Die Elektrokrampftherapie (EKT) ist weltweit ein anerkanntes Therapieverfahren, welches
in den westlichen Industrieländern im Wesentlichen bei depressiven Patienten eingesetzt
wird. Insgesamt ist die Domäne der EKT die Behandlung von therapieresistenten Depressionen
[1]. Die EKT ist dabei das wirkstärkste antidepressive Behandlungsverfahren.

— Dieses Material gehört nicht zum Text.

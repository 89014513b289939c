//! Runs a [`PipelineConfig`]: ingest every source, apply the steps in order,
//! then write the requested outputs.

use std::{
    collections::BTreeMap,
    path::{Path, PathBuf},
};

use encoding_rs::UTF_8;
use log::{debug, info};

use crate::{
    aggregate,
    cli::parse_delimiter,
    config::{OutputConfig, PipelineConfig, RatioConfig, StepConfig, StepOp, resolve_path},
    dataset::Dataset,
    derive::{self, JoinSpec, RatioSpec},
    error::{ConfigError, PipelineError},
    export::{self, SeriesSpec},
    ingest, io_utils,
    reshape::{self, MeltSpec},
};

/// Every dataset produced by a run, keyed by source or step name.
pub type Datasets = BTreeMap<String, Dataset>;

#[derive(Debug, Clone)]
pub struct Pipeline {
    config: PipelineConfig,
    base_dir: PathBuf,
}

impl Pipeline {
    /// Loads and validates a pipeline file. Relative paths inside it resolve
    /// against its directory.
    pub fn load(path: &Path) -> Result<Self, ConfigError> {
        let config = PipelineConfig::load(path)?;
        let base_dir = path.parent().map(Path::to_path_buf).unwrap_or_default();
        Self::new(config, base_dir)
    }

    pub fn new(config: PipelineConfig, base_dir: impl Into<PathBuf>) -> Result<Self, ConfigError> {
        config.validate()?;
        Ok(Self {
            config,
            base_dir: base_dir.into(),
        })
    }

    pub fn config(&self) -> &PipelineConfig {
        &self.config
    }

    pub fn run(&self) -> Result<Datasets, PipelineError> {
        let mut datasets = Datasets::new();
        for (name, source) in &self.config.sources {
            let options = source.ingest_options(name)?;
            let path = resolve_path(&self.base_dir, &source.path);
            let dataset = ingest::ingest(&path, &options).map_err(|source| {
                PipelineError::Ingest {
                    step: name.clone(),
                    source,
                }
            })?;
            info!(
                "Loaded source '{name}' from {:?}: {} row(s) x {} column(s)",
                path,
                dataset.row_count(),
                dataset.column_count()
            );
            datasets.insert(name.clone(), dataset);
        }

        for step in &self.config.steps {
            let dataset = apply_step(step, &datasets)?;
            info!(
                "Step '{}' ({}) produced {} row(s) x {} column(s)",
                step.name,
                step.op.kind(),
                dataset.row_count(),
                dataset.column_count()
            );
            debug!("Step '{}' fingerprint {}", step.name, dataset.fingerprint());
            datasets.insert(step.name.clone(), dataset);
        }
        Ok(datasets)
    }

    /// Writes every configured output and returns how many files were written.
    pub fn write_outputs(&self, datasets: &Datasets) -> Result<usize, PipelineError> {
        let mut written = 0usize;
        for output in &self.config.outputs {
            let dataset = datasets
                .get(&output.dataset)
                .ok_or_else(|| ConfigError::UnknownOutput(output.dataset.clone()))?;
            let export_err = |source| PipelineError::Export {
                dataset: output.dataset.clone(),
                source,
            };
            if let Some(csv_path) = &output.csv {
                let path = resolve_path(&self.base_dir, csv_path);
                let delimiter = output_delimiter(output, &path)?;
                let encoding = match output.encoding.as_deref() {
                    Some(label) => io_utils::lookup_encoding(label)
                        .ok_or_else(|| ConfigError::Encoding(label.to_string()))?,
                    None => UTF_8,
                };
                export::write_csv(dataset, &path, delimiter, encoding).map_err(export_err)?;
                written += 1;
            }
            if let (Some(series_path), Some(x), Some(y)) = (&output.series, &output.x, &output.y) {
                let spec = SeriesSpec {
                    x: x.clone(),
                    y: y.clone(),
                    group_by: output.group_by.clone(),
                };
                let series = export::series(dataset, &spec).map_err(export_err)?;
                let path = resolve_path(&self.base_dir, series_path);
                export::write_series(&series, &path).map_err(export_err)?;
                written += 1;
            }
        }
        Ok(written)
    }
}

fn output_delimiter(output: &OutputConfig, path: &Path) -> Result<u8, ConfigError> {
    match output.delimiter.as_deref() {
        Some(raw) => parse_delimiter(raw).map_err(|message| ConfigError::InvalidOutput {
            dataset: output.dataset.clone(),
            message,
        }),
        None => Ok(io_utils::resolve_output_delimiter(
            path,
            None,
            io_utils::DEFAULT_CSV_DELIMITER,
        )),
    }
}

fn input<'a>(datasets: &'a Datasets, step: &str, name: &str) -> Result<&'a Dataset, ConfigError> {
    datasets.get(name).ok_or_else(|| ConfigError::UnknownInput {
        step: step.to_string(),
        input: name.to_string(),
    })
}

fn ratio_spec(config: &RatioConfig) -> RatioSpec {
    RatioSpec::new(&config.numerator, &config.denominator, &config.output)
}

fn apply_step(step: &StepConfig, datasets: &Datasets) -> Result<Dataset, PipelineError> {
    let name = step.name.as_str();
    let reshape_err = |source| PipelineError::Reshape {
        step: name.to_string(),
        source,
    };
    let derive_err = |source| PipelineError::Derive {
        step: name.to_string(),
        source,
    };
    let aggregate_err = |source| PipelineError::Aggregate {
        step: name.to_string(),
        source,
    };

    let dataset = match &step.op {
        StepOp::Melt {
            input: source,
            id_columns,
            value_columns,
            category_column,
            value_column,
            strip_prefix,
        } => {
            let mut spec = MeltSpec::new(id_columns, value_columns)
                .named(category_column, value_column);
            if let Some(chars) = *strip_prefix {
                spec = spec.strip_prefix(chars);
            }
            reshape::melt(input(datasets, name, source)?, &spec).map_err(reshape_err)?
        }
        StepOp::Scale {
            input: source,
            column,
            factor,
            output,
        } => derive::scale(
            input(datasets, name, source)?,
            column,
            *factor,
            output.as_deref(),
        )
        .map_err(derive_err)?,
        StepOp::Merge {
            left,
            right,
            left_on,
            right_on,
            ratio,
        } => {
            let left = input(datasets, name, left)?;
            let right = input(datasets, name, right)?;
            let join = JoinSpec::new(left_on, right_on);
            let merged = match ratio {
                Some(ratio) => derive::merge_and_derive(left, right, &join, &ratio_spec(ratio)),
                None => derive::merge(left, right, &join),
            };
            merged.map_err(derive_err)?
        }
        StepOp::Ratio {
            input: source,
            numerator,
            denominator,
            output,
        } => derive::ratio(
            input(datasets, name, source)?,
            &RatioSpec::new(numerator, denominator, output),
        )
        .map_err(derive_err)?,
        StepOp::GroupMean { input: source, key } => {
            aggregate::group_mean(input(datasets, name, source)?, key).map_err(aggregate_err)?
        }
        StepOp::PresentSorted {
            input: source,
            target,
            sort_by,
        } => aggregate::present_sorted(
            input(datasets, name, source)?,
            target,
            sort_by.as_deref().unwrap_or(target),
        )
        .map_err(aggregate_err)?,
    };
    Ok(dataset)
}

Die EKT hat in den letzten 10 – 20 Jahren wieder eine zunehmende Bedeutung im klinischen
Alltag gefunden und auch in Deutschland hat die Anzahl der mit EKT behandelten Patienten
zugenommen. Die Anzahl der in Deutschland mit EKT behandelten Patienten wird aktuell
auf etwa 5000 Patienten pro Jahr geschätzt. Die Elektrokrampftherapie hat nach ihrer
Einführung im Jahre 1938 (erste Behandlung in der römischen Universitätsklinik) Phasen
von hoher Akzeptanz und auch von deutlicher Ablehnung erlebt. Insbesondere nach dem
Zweiten Weltkrieg – vor Einführung der Antidepressiva – war EKT lange Zeit der Goldstandard
in der Behandlung der Depression. In den 1970er-Jahren gab es zum Teil sehr scharfe
und polemische Debatten um EKT. Die damalige Kritik an der Durchführung der EKT war
nicht vollständig unberechtigt; so gab es Defizite in der Indikationsstellung und
bei der sachgerechten Durchführung der Elektrokrampftherapie. In Deutschland galt
es bei einem nicht unbeträchtlichen Teil von psychiatrischen Kliniken geradezu als
fortschrittlich, auf EKT zu verzichten, die in Anteilen – wenn auch fälschlich – als
Ausdruck einer „repressiven Psychiatrie“ angesehen wurde. In dieser Zeit entstand
z. B. auch in den USA der Film „Einer flog über das Kuckucksnest“ mit Jack Nicolson.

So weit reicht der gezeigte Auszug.